Comment exister en tant que quelqu’un ? Le rôle du pédagogue chez Robert Kaddouch

Flora Bastiani

Dans la deuxième analyse de cas présentée dans son ouvrage Des mimes et des murs1, intitulée « Théodore » (du nom de l’élève qui se trouve au centre de la séance), le pédagogue et professeur de musique Robert Kaddouch décrit le comportement de son jeune élève alors qu’il énumère par écrit « tout ce qu’il connaît »2. Et il analyse cette manière ordonnée de lister les objets de sa connaissance en soulignant que Théodore agit « comme s’il œuvrait pour préserver l’unité de son organisme »3. Il semblerait que le pédagogue endosse alors le rôle de celui qui permet la mise en œuvre de ce projet de faire-un. Puis, à la dernière page de l’ouvrage, Kaddouch conclut en insistant sur le rôle du pédagogue : « capter l’unité vivante et motrice qui se joue dans chacune des improvisations, des interprétations, des compositions, de ses élèves. […] La conductibilité apparaîtra alors au professeur sous sa forme authentique. Elle prendra l’apparence d’un acte d’interprétation d’un morceau dans lequel l’unité motrice qui a présidé à sa création rencontre l’unité vivante de celui qui l’exécute »4.

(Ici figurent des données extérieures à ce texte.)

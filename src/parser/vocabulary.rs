//! Matching vocabulary for header keywords, analyte names and sample types.
//!
//! All matching is case-sensitive substring matching. The defaults reproduce
//! the column headers and names used by Empower result exports.

use serde::{Deserialize, Serialize};

use crate::injection::{Analyte, SampleCategory};

/// Role a tab-separated column plays in the export
#[derive(Debug, Clone, Copy, PartialEq, Eq, Hash, Serialize, Deserialize)]
#[serde(rename_all = "snake_case")]
pub enum ColumnRole {
    SampleType,
    PeakName,
    RetentionTime,
    Area,
    SampleName,
    Weight,
    Dilution,
}

impl ColumnRole {
    /// Human readable name used in error messages
    pub fn label(&self) -> &'static str {
        match self {
            ColumnRole::SampleType => "sample type",
            ColumnRole::PeakName => "peak name",
            ColumnRole::RetentionTime => "retention time",
            ColumnRole::Area => "area",
            ColumnRole::SampleName => "sample name",
            ColumnRole::Weight => "sample weight",
            ColumnRole::Dilution => "dilution",
        }
    }
}

/// Outcome of classifying one header field
#[derive(Debug, Clone, Copy, PartialEq, Eq)]
pub enum HeaderMatch {
    /// Field names a column role
    Role(ColumnRole),
    /// Field is a known header with no role (kept out of data-row detection)
    Ignored,
    /// Field matched no keyword
    Unmatched,
}

/// Header keywords for each column role
#[derive(Debug, Clone, PartialEq, Eq, Serialize, Deserialize)]
#[serde(default)]
pub struct HeaderKeywords {
    pub sample_type: String,
    pub peak_name: String,
    /// A peak-name header must not contain this keyword
    pub peak_name_exclude: String,
    pub retention_time: String,
    pub area: String,
    pub sample_name: String,
    pub weight: String,
    pub dilution: String,
    /// Additional header keywords that carry no role
    pub ignored: Vec<String>,
}

impl Default for HeaderKeywords {
    fn default() -> Self {
        Self {
            sample_type: "Sample Type".to_string(),
            peak_name: "Name".to_string(),
            peak_name_exclude: "SampleName".to_string(),
            retention_time: "RT".to_string(),
            area: "Area".to_string(),
            sample_name: "SampleName".to_string(),
            weight: "SampleWeight".to_string(),
            dilution: "Dilution".to_string(),
            ignored: Vec::new(),
        }
    }
}

/// Complete matching vocabulary
#[derive(Debug, Clone, PartialEq, Eq, Serialize, Deserialize)]
#[serde(default)]
pub struct Vocabulary {
    /// Column header keywords
    pub headers: HeaderKeywords,

    /// Section banner whose row is never data
    pub banner: String,

    /// Peak name of the primary analyte
    pub primary_analyte: String,

    /// Peak name of the internal standard
    pub internal_analyte: String,

    /// Sample-type substring marking calibration standards
    pub standard_marker: String,

    /// Sample-type substring marking unknowns
    pub unknown_marker: String,
}

impl Default for Vocabulary {
    fn default() -> Self {
        Self {
            headers: HeaderKeywords::default(),
            banner: "Peak Results".to_string(),
            primary_analyte: "Melengestrol".to_string(),
            internal_analyte: "Megestrol".to_string(),
            // matches both "Standard" and "standard"
            standard_marker: "tandard".to_string(),
            unknown_marker: "Unknown".to_string(),
        }
    }
}

impl Vocabulary {
    /// Classify a header field.
    ///
    /// Keywords are tried in a fixed priority order and the first hit wins,
    /// so "SampleName" is never taken as a peak-name header.
    pub fn classify_header(&self, field: &str) -> HeaderMatch {
        let h = &self.headers;
        let rules = [
            (ColumnRole::SampleType, h.sample_type.as_str()),
            (ColumnRole::PeakName, h.peak_name.as_str()),
            (ColumnRole::RetentionTime, h.retention_time.as_str()),
            (ColumnRole::Area, h.area.as_str()),
            (ColumnRole::SampleName, h.sample_name.as_str()),
            (ColumnRole::Weight, h.weight.as_str()),
            (ColumnRole::Dilution, h.dilution.as_str()),
        ];

        for (role, keyword) in rules {
            if keyword.is_empty() || !field.contains(keyword) {
                continue;
            }
            if role == ColumnRole::PeakName
                && !h.peak_name_exclude.is_empty()
                && field.contains(h.peak_name_exclude.as_str())
            {
                continue;
            }
            return HeaderMatch::Role(role);
        }

        if h.ignored.iter().any(|k| !k.is_empty() && field.contains(k.as_str())) {
            return HeaderMatch::Ignored;
        }

        HeaderMatch::Unmatched
    }

    /// Whether a field is the section banner
    pub fn is_banner(&self, field: &str) -> bool {
        !self.banner.is_empty() && field.contains(self.banner.as_str())
    }

    /// Identify which analyte a peak name refers to.
    ///
    /// The primary analyte is checked first.
    pub fn classify_analyte(&self, peak_name: &str) -> Option<Analyte> {
        if !self.primary_analyte.is_empty() && peak_name.contains(self.primary_analyte.as_str()) {
            Some(Analyte::Primary)
        } else if !self.internal_analyte.is_empty()
            && peak_name.contains(self.internal_analyte.as_str())
        {
            Some(Analyte::Internal)
        } else {
            None
        }
    }

    /// Classify a free-text sample type
    pub fn classify_sample_type(&self, sample_type: &str) -> SampleCategory {
        if !self.standard_marker.is_empty() && sample_type.contains(self.standard_marker.as_str()) {
            SampleCategory::Standard
        } else if !self.unknown_marker.is_empty()
            && sample_type.contains(self.unknown_marker.as_str())
        {
            SampleCategory::Unknown
        } else {
            SampleCategory::Other
        }
    }
}
//! # MGA Feed Assay
//!
//! `mga_assay` processes injection results exported from a chromatography
//! data system for the MGA (melengestrol acetate) feed assay. It builds a
//! single-point calibration from the standard injections, derives the
//! concentration of every unknown sample and writes a spreadsheet report.
//!
//! ## Pipeline
//!
//! ```text
//! export (.txt) ──► parser ──► InjectionSet ──► calibration ──► assay ──► report
//!                                 (peak ratios)    (mean/RSD)    (ppb, %)   (.xlsx)
//! ```
//!
//! - [`parser`]: infers column roles from header rows and merges per-peak
//!   rows into one [`injection::Injection`] per sample.
//! - [`calibration`]: mean peak ratio, standard deviation and RSD over the
//!   standards.
//! - [`assay`]: assay concentration, recovery and duplicate averaging for
//!   the unknowns.
//! - [`report`]: workbook, terminal summary and JSON output.
//!
//! ## Quick Start
//!
//! ```rust
//! use mga_assay::assay::{calculate_assays, AssayParameters};
//! use mga_assay::calibration::calibrate;
//! use mga_assay::parser::RecordParser;
//!
//! let export = "SampleName\tSample Type\tName\tArea\n\
//!               Std 1\tStandard\tMelengestrol\t1000\n\
//!               Std 1\tStandard\tMegestrol\t1000\n\
//!               Std 2\tStandard\tMelengestrol\t1000\n\
//!               Std 2\tStandard\tMegestrol\t1000\n\
//!               Feed\tUnknown\tMelengestrol\t2000\n\
//!               Feed\tUnknown\tMegestrol\t1000\n";
//!
//! let mut run = RecordParser::default().parse_str(export)?;
//! run.injections.compute_peak_ratios();
//!
//! let calibration = calibrate(&run.injections)?;
//! let params = AssayParameters::new(1000.0);
//! calculate_assays(&mut run.injections, &calibration, &params)?;
//!
//! assert_eq!(run.injections.get("Feed").unwrap().assay, Some(2000.0));
//! # Ok::<(), Box<dyn std::error::Error>>(())
//! ```

pub mod assay;
pub mod calibration;
pub mod injection;
pub mod parser;
pub mod report;

/// Version of this tool, shown in reports and `--version`
pub const VERSION: &str = env!("CARGO_PKG_VERSION");

pub use assay::{AssayError, AssayParameters, PairingMode, SampleInputs};
pub use calibration::{CalibrationError, CalibrationStats};
pub use injection::{Injection, InjectionSet, SampleCategory};
pub use parser::{ParseError, ParsedRun, RecordParser, Vocabulary};
pub use report::{AssayReport, ReportError};
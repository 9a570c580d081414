//! Interactive collection of calculation inputs.
//!
//! Everything here runs before the calculation core is called. The core
//! never blocks on the operator; it only sees the resolved values.

use std::io::{BufRead, Write};

use anyhow::{bail, Context, Result};

use mga_assay::{InjectionSet, PairingMode, SampleInputs};

/// Line-based question/answer helper over any reader and writer
pub struct Prompter<R, W> {
    input: R,
    output: W,
}

impl<R: BufRead, W: Write> Prompter<R, W> {
    pub fn new(input: R, output: W) -> Self {
        Self { input, output }
    }

    fn read_answer(&mut self) -> Result<String> {
        let mut line = String::new();
        let read = self
            .input
            .read_line(&mut line)
            .context("Failed to read operator input")?;
        if read == 0 {
            bail!("Input closed while waiting for an answer");
        }
        Ok(line.trim().to_string())
    }

    fn say(&mut self, text: &str) -> Result<()> {
        writeln!(self.output, "{}", text)?;
        self.output.flush()?;
        Ok(())
    }

    /// Ask for a number, repeating the question until one is entered
    pub fn ask_number(&mut self, question: &str) -> Result<f64> {
        self.say(question)?;
        loop {
            let answer = self.read_answer()?;
            match answer.parse::<f64>() {
                Ok(value) if value.is_finite() => return Ok(value),
                _ => {
                    write!(self.output, "Invalid input. Try again: ")?;
                    self.output.flush()?;
                }
            }
        }
    }

    /// Ask for a number above zero, repeating the question otherwise
    pub fn ask_positive_number(&mut self, question: &str) -> Result<f64> {
        let mut value = self.ask_number(question)?;
        while value <= 0.0 {
            value = self.ask_number("The value must be greater than zero. Try again:")?;
        }
        Ok(value)
    }

    /// Offer a lettered menu.
    ///
    /// Returns the chosen letter (lowercase), or `None` if the answer matches
    /// no option.
    pub fn ask_choice(&mut self, question: &str, options: &[(char, &str)]) -> Result<Option<char>> {
        self.say(question)?;
        for (key, label) in options {
            self.say(&format!("{}. {}", key.to_ascii_uppercase(), label))?;
        }
        self.say("press any other key to exit")?;

        let answer = self.read_answer()?;
        let choice = answer.chars().next().map(|c| c.to_ascii_lowercase());
        Ok(choice.filter(|c| options.iter().any(|(key, _)| key.to_ascii_lowercase() == *c)))
    }

    /// Ask a yes/no question until a valid answer is given
    pub fn ask_yes_no(&mut self, question: &str) -> Result<bool> {
        loop {
            self.say(question)?;
            self.say("Y. Yes")?;
            self.say("N. No")?;
            match self.read_answer()?.chars().next().map(|c| c.to_ascii_lowercase()) {
                Some('y') => return Ok(true),
                Some('n') => return Ok(false),
                _ => self.say("Invalid input.")?,
            }
        }
    }
}

/// Outcome of a menu that can be declined
#[derive(Debug, Clone, Copy, PartialEq, Eq)]
pub enum Step {
    Continue,
    Exit,
}

/// Interactive collector for the values the export does not carry
pub struct InputCollector<R, W> {
    prompter: Prompter<R, W>,
}

impl<R: BufRead, W: Write> InputCollector<R, W> {
    pub fn new(input: R, output: W) -> Self {
        Self {
            prompter: Prompter::new(input, output),
        }
    }

    /// Weight menu shown when the export has no weight column
    pub fn weights(&mut self, injections: &InjectionSet, inputs: &mut SampleInputs) -> Result<Step> {
        let choice = self.prompter.ask_choice(
            "No weights info detected in exported files. Would you want to:",
            &[
                ('a', "manually enter them here"),
                ('b', "calculate using a default value of 1.0 g"),
            ],
        )?;
        match choice {
            Some('a') => {
                for sample in injections.unknowns() {
                    let weight = self.prompter.ask_number(&format!(
                        "Please enter sample weight in grams:\nsample: {}",
                        sample.name
                    ))?;
                    inputs.set_weight(sample.name.clone(), weight);
                }
                Ok(Step::Continue)
            }
            Some('b') => {
                inputs.default_weight = Some(1.0);
                Ok(Step::Continue)
            }
            _ => Ok(Step::Exit),
        }
    }

    /// Dilution menu shown when the export has no dilution column
    pub fn dilutions(&mut self, injections: &InjectionSet, inputs: &mut SampleInputs) -> Result<Step> {
        let choice = self.prompter.ask_choice(
            "No dilution info detected in exported files. Would you want to:",
            &[
                ('a', "manually enter them here"),
                ('b', "calculate using a default value of 1"),
                ('c', "calculate using a custom default value"),
            ],
        )?;
        match choice {
            Some('a') => {
                for sample in injections.unknowns() {
                    let dilution = self.prompter.ask_number(&format!(
                        "Please enter dilution factor for sample {}",
                        sample.name
                    ))?;
                    inputs.set_dilution(sample.name.clone(), dilution);
                }
                Ok(Step::Continue)
            }
            Some('b') => {
                inputs.default_dilution = Some(1.0);
                Ok(Step::Continue)
            }
            Some('c') => {
                let dilution = self
                    .prompter
                    .ask_number("Please enter the default dilution factor")?;
                inputs.default_dilution = Some(dilution);
                Ok(Step::Continue)
            }
            _ => Ok(Step::Exit),
        }
    }

    pub fn standard_concentration(&mut self) -> Result<f64> {
        self.prompter
            .ask_positive_number("Please enter standard concentration in ppb")
    }

    /// Ask whether to compute recoveries; returns the expected potency if so
    pub fn recovery(&mut self) -> Result<Option<f64>> {
        if self
            .prompter
            .ask_yes_no("Would you want to calculate recoveries?")?
        {
            let potency = self
                .prompter
                .ask_positive_number("Please enter expected sample potency in ppb")?;
            Ok(Some(potency))
        } else {
            Ok(None)
        }
    }

    /// Ask whether to average duplicate injections
    pub fn averaging(&mut self, default_mode: PairingMode) -> Result<Option<PairingMode>> {
        let question = match default_mode {
            PairingMode::Positional => {
                "Would you want to calculate average for duplicate injections?\n\
                 Note: consecutive samples are paired, so duplicate injections must be adjacent in the export"
            }
            PairingMode::ByName => {
                "Would you want to calculate average for duplicate injections?\n\
                 Note: duplicate injections need identical names other than the injection number,\n\
                 e.g. <<sampleName INJ1>> and <<sampleName INJ2>>"
            }
        };
        Ok(self.prompter.ask_yes_no(question)?.then_some(default_mode))
    }
}
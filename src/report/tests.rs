use std::path::{Path, PathBuf};

use chrono::NaiveDate;

use super::*;
use crate::assay::{calculate_assays, pair_duplicates};
use crate::calibration::calibrate;
use crate::injection::SampleCategory;

fn sample(name: &str, category: SampleCategory, primary: f64, internal: f64) -> Injection {
    let kind = match category {
        SampleCategory::Standard => "Standard",
        SampleCategory::Unknown => "Unknown",
        SampleCategory::Other => "Blank",
    };
    let mut inj = Injection::new(name, kind, category);
    inj.primary_area = primary;
    inj.internal_area = internal;
    inj
}

fn processed_report(recovery: bool) -> AssayReport {
    let mut set = InjectionSet::new();
    set.insert(sample("Std 1", SampleCategory::Standard, 1000.0, 1000.0));
    set.insert(sample("Std 2", SampleCategory::Standard, 1000.0, 1000.0));
    set.insert(sample("Feed INJ1", SampleCategory::Unknown, 2000.0, 1000.0));
    set.insert(sample("Feed INJ2", SampleCategory::Unknown, 2200.0, 1000.0));
    set.insert(sample("Broken", SampleCategory::Unknown, 2200.0, 0.0));
    set.compute_peak_ratios();

    let calibration = calibrate(&set).unwrap();
    let mut params = AssayParameters::new(1000.0);
    if recovery {
        params = params.with_recovery(2000.0);
    }
    let outcome = calculate_assays(&mut set, &calibration, &params).unwrap();
    let groups = pair_duplicates(&set, PairingMode::Positional);

    AssayReport::new("run.txt", set, calibration, params)
        .with_failures(&outcome.failures)
        .with_duplicates(DuplicateSection {
            mode: PairingMode::Positional,
            groups,
        })
}

#[test]
fn test_output_file_name() {
    let date = NaiveDate::from_ymd_opt(2026, 3, 7).unwrap();
    assert_eq!(
        output_file_name(Path::new("exports/run1.txt"), date),
        "run1_20260307.xlsx"
    );
    assert_eq!(
        output_path(Path::new("exports/run1.txt"), None, date),
        PathBuf::from("exports/run1_20260307.xlsx")
    );
    assert_eq!(
        output_path(Path::new("run1.txt"), Some(Path::new("out")), date),
        PathBuf::from("out/run1_20260307.xlsx")
    );
}

#[test]
fn test_unknown_headers() {
    assert_eq!(unknown_headers(false, false).len(), 7);
    let all = unknown_headers(true, true);
    assert_eq!(all.len(), 10);
    assert_eq!(all[7], "Recovery");
    assert_eq!(all[9], "Average Recovery for Duplicates");
    assert_eq!(unknown_headers(false, true).last(), Some(&"Average Assay for Duplicates (ppb)"));
}

#[test]
fn test_duplicate_section_lookup() {
    let report = processed_report(false);
    let section = report.duplicates.as_ref().unwrap();
    assert!(section.group_ending_at("Feed INJ1").is_none());
    let group = section.group_ending_at("Feed INJ2").unwrap();
    assert_eq!(group.assay, Some(2100.0));
    // "Broken" is the odd unknown out
    assert!(section.group_ending_at("Broken").is_none());
}

#[test]
fn test_summary_display() {
    let report = processed_report(true);
    let text = format!("{}", report);

    assert!(text.contains("MGA Feed Assay Report"));
    assert!(text.contains("2 standards"));
    assert!(text.contains("RSD within 10% limit"));
    assert!(text.contains("Feed INJ1"));
    assert!(text.contains("100.00%"));
    assert!(text.contains("Calculation errors"));
    assert!(text.contains("Broken"));
}

#[test]
fn test_failed_calibration_is_flagged() {
    let report = processed_report(false).with_rsd_threshold(-1.0);
    assert!(!report.calibration_passed());
    assert!(format!("{}", report).contains("RSD exceeds"));
}

#[test]
fn test_rsd_limit_is_rendered_with_fixed_precision() {
    let report = processed_report(false).with_rsd_threshold(7.0 / 100.0);
    assert_eq!(report.rsd_limit_label(), "7");

    let text = report.to_string();
    assert!(text.contains("7% limit"));
    assert!(!text.contains("7.000000"));

    assert_eq!(percent_label(0.10), "10");
    assert_eq!(percent_label(0.125), "12.5");
    assert_eq!(percent_label(0.0), "0");
}

#[test]
fn test_json_contains_results() {
    let report = processed_report(true);
    let json: serde_json::Value = serde_json::from_str(&report.to_json().unwrap()).unwrap();

    assert_eq!(json["source"], "run.txt");
    assert_eq!(json["calibration"]["count"], 2);
    let injections = json["injections"].as_array().unwrap();
    assert_eq!(injections.len(), 5);
    assert_eq!(injections[2]["name"], "Feed INJ1");
    assert_eq!(injections[2]["assay"], 2000.0);
    assert!(injections[4]["assay"].is_null());
}

#[test]
fn test_workbook_is_written() {
    let dir = tempfile::tempdir().unwrap();
    let path = dir.path().join("run_20260101.xlsx");

    write_workbook(&processed_report(true), &path).unwrap();

    let bytes = std::fs::read(&path).unwrap();
    assert!(bytes.len() > 100);
    // xlsx files are zip archives
    assert_eq!(&bytes[..2], b"PK");
}

#[test]
fn test_workbook_overwrites_existing_file() {
    let dir = tempfile::tempdir().unwrap();
    let path = dir.path().join("report.xlsx");
    std::fs::write(&path, b"stale").unwrap();

    write_workbook(&processed_report(false), &path).unwrap();
    assert_eq!(&std::fs::read(&path).unwrap()[..2], b"PK");
}

#[test]
fn test_workbook_write_failure_is_reported() {
    let dir = tempfile::tempdir().unwrap();
    let path = dir.path().join("missing").join("report.xlsx");

    let err = write_workbook(&processed_report(false), &path).unwrap_err();
    assert!(matches!(err, ReportError::Write { .. }));
}
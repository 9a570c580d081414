#![no_main]

use libfuzzer_sys::fuzz_target;

fuzz_target!(|data: &[u8]| {
    // Malformed exports must produce an error, never a panic
    if let Ok(mut run) = mga_assay::RecordParser::default().parse_reader(data) {
        run.injections.compute_peak_ratios();
        let _ = mga_assay::calibration::calibrate(&run.injections);
    }
});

Je souhaiterais ici approfondir le sens recouvert par ces descriptions, en me demandant en quoi intervient la question de ce que Kaddouch appelle « l’unité vivante et motrice » dans la pédagogie, et dans la relation authentique à l’autre. Ma question portera sur le lien entre l’unité motrice (l’acte de création) et l’unité vivante (quelqu’un). Ce lien est-il accessible comme tel ? Et surtout ce sujet qui « [œuvre] pour préserver l’unité de son organisme », c’est-à-dire qui agit en vue d’exister en tant qu’une unité, que fait-il véritablement ? En demandant si la production peut permettre d’accéder à l’unité, je tendrai aussi à préciser la part de l’interprétation du professeur dans le projet d’unité de l’élève.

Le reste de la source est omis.